● What to do
Return each line of the records holding the string "filename".

● Records to process

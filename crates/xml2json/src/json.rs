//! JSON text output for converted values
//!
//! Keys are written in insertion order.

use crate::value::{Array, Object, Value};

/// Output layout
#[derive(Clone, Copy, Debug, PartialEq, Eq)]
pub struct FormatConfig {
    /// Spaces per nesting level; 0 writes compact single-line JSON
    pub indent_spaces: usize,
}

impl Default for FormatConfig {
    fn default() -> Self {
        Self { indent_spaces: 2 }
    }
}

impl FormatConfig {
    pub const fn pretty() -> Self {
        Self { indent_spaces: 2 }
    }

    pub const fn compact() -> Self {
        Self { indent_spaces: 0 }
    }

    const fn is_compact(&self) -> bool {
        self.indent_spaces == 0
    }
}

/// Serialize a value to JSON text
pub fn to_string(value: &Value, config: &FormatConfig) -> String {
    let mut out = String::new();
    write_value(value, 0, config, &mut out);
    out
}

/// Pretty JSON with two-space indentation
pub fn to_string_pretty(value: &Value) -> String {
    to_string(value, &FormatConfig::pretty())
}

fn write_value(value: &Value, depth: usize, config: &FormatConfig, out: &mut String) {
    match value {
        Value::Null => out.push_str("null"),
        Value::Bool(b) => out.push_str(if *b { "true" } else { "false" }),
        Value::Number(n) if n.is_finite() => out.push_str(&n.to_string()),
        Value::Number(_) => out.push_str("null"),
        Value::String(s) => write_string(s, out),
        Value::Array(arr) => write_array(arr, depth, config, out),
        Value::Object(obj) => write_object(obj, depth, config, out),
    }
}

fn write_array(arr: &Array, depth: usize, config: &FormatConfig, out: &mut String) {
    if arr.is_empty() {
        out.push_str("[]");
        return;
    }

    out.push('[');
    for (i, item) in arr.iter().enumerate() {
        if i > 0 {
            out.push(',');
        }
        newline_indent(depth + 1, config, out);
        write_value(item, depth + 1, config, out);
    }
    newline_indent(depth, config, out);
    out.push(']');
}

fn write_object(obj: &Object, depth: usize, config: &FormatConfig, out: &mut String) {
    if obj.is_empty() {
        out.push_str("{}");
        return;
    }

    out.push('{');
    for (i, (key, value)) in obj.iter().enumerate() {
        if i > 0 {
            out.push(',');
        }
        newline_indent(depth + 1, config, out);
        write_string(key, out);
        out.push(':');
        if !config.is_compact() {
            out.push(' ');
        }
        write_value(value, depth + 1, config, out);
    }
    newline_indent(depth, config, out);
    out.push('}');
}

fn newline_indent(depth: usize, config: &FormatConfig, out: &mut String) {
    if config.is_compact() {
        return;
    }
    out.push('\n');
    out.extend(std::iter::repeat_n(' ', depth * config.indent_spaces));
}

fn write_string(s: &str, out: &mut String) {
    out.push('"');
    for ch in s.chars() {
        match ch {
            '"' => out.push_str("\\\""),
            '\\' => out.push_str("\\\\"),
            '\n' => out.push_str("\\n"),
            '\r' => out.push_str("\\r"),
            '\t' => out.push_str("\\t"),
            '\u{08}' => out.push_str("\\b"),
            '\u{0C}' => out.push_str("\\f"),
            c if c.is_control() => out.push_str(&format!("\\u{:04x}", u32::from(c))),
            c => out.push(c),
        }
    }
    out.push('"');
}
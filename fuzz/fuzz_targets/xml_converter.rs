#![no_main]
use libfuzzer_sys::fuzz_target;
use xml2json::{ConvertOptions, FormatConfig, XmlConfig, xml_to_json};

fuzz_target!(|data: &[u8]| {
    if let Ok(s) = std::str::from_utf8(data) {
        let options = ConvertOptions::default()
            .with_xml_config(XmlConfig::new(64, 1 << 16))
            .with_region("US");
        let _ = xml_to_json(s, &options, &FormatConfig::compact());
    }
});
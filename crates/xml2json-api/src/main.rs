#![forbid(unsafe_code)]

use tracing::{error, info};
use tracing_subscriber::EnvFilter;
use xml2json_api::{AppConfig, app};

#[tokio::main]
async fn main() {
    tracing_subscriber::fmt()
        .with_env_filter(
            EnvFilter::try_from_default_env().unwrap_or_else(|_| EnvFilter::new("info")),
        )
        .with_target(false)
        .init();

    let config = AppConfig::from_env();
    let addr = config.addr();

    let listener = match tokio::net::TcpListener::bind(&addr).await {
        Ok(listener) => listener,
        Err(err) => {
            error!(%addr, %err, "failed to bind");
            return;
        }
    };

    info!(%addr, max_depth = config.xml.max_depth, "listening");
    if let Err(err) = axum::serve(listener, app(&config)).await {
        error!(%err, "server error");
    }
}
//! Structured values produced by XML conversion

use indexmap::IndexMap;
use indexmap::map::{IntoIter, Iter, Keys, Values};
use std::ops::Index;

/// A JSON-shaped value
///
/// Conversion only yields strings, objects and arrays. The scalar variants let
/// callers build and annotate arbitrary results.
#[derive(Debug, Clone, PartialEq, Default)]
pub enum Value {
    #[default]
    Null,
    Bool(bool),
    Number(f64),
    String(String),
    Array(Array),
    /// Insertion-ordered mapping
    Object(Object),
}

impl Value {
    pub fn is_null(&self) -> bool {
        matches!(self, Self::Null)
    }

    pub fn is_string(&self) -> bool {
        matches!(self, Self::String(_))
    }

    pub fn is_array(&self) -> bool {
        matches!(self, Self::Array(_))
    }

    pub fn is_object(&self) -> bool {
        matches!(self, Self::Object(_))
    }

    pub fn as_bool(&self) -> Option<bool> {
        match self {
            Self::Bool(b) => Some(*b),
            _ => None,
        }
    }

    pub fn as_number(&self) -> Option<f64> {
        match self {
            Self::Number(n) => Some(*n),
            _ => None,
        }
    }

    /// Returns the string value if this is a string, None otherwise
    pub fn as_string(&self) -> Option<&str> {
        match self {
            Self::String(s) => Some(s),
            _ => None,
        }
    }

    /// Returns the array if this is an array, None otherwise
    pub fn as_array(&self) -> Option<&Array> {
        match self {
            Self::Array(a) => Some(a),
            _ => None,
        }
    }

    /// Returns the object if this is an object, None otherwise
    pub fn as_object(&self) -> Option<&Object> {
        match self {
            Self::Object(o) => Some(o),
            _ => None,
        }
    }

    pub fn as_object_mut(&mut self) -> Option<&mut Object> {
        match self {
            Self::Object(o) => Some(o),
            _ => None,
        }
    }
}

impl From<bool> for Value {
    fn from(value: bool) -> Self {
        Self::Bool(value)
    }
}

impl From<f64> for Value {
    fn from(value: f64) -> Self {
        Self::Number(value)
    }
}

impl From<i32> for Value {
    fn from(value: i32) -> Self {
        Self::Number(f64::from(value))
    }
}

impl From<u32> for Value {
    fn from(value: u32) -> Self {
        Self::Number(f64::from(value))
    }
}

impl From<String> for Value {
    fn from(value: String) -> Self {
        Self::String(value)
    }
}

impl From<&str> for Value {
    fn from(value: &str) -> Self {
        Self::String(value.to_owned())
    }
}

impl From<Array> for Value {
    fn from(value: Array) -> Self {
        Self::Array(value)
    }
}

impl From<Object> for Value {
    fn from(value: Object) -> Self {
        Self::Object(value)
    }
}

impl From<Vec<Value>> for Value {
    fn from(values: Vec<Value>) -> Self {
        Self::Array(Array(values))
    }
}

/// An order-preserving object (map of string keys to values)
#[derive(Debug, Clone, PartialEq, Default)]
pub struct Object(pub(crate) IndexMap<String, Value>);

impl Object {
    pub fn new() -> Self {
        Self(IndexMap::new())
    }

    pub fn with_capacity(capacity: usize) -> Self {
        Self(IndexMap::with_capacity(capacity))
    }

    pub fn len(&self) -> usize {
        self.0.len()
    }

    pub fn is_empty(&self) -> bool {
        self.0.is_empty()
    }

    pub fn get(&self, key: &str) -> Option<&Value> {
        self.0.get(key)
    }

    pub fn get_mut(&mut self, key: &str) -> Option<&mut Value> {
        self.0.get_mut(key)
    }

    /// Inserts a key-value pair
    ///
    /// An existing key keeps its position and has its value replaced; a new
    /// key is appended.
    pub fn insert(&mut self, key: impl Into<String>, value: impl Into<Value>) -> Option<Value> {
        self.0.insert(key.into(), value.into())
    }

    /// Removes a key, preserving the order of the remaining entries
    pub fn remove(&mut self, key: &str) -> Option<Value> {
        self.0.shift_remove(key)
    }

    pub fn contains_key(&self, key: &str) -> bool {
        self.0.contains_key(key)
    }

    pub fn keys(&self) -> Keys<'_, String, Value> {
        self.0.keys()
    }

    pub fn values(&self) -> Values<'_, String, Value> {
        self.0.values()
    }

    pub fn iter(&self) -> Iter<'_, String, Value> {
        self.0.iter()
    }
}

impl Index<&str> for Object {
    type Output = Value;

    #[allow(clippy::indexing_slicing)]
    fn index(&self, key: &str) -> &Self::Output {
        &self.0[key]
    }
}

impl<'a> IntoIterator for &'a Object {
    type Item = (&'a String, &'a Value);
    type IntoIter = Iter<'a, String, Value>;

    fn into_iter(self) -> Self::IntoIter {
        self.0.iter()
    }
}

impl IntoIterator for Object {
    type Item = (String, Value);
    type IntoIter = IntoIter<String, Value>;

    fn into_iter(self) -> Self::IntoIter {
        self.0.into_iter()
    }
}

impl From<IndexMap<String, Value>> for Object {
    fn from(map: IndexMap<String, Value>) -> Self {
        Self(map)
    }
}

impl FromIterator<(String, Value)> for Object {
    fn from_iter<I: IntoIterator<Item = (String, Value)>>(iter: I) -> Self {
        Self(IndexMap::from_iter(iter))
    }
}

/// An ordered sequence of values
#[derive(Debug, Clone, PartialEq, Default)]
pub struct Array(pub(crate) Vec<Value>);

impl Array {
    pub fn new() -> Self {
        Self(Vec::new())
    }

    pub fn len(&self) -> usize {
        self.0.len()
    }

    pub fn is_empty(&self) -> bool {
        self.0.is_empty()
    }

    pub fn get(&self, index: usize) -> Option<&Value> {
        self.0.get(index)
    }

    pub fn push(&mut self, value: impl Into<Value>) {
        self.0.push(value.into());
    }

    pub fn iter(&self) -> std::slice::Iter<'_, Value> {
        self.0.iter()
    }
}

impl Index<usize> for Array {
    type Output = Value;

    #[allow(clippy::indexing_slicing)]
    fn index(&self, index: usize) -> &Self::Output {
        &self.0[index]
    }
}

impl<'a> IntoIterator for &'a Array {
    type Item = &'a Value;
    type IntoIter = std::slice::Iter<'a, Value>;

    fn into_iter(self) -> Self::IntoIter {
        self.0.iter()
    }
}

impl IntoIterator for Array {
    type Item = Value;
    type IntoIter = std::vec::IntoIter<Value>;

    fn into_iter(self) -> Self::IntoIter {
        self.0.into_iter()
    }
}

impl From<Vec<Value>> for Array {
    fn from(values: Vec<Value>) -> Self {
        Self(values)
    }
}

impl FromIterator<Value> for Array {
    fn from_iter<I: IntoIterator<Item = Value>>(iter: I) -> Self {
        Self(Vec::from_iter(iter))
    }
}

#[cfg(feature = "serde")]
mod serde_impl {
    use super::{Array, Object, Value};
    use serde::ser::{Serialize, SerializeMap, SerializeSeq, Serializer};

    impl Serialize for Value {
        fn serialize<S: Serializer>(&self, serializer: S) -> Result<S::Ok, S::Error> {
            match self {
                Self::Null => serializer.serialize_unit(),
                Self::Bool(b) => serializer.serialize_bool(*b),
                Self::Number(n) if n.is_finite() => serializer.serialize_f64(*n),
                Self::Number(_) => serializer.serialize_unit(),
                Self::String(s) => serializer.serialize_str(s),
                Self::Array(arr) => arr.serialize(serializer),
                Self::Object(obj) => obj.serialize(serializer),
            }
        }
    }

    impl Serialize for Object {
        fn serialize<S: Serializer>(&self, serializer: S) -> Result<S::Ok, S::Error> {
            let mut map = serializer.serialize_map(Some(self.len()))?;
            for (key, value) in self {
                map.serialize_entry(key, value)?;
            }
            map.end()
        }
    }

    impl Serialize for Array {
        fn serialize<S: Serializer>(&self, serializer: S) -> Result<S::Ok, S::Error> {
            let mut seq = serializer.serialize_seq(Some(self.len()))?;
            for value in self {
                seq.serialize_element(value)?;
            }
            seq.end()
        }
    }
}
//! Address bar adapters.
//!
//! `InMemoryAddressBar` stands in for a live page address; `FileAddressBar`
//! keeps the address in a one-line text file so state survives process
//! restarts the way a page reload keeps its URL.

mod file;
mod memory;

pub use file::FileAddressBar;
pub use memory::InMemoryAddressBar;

● Written answer
filename crates/xml2json/src/json.rs
filename fuzz/fuzz_targets/xml_converter.rs
filename crates/xml2json-api/src/main.rs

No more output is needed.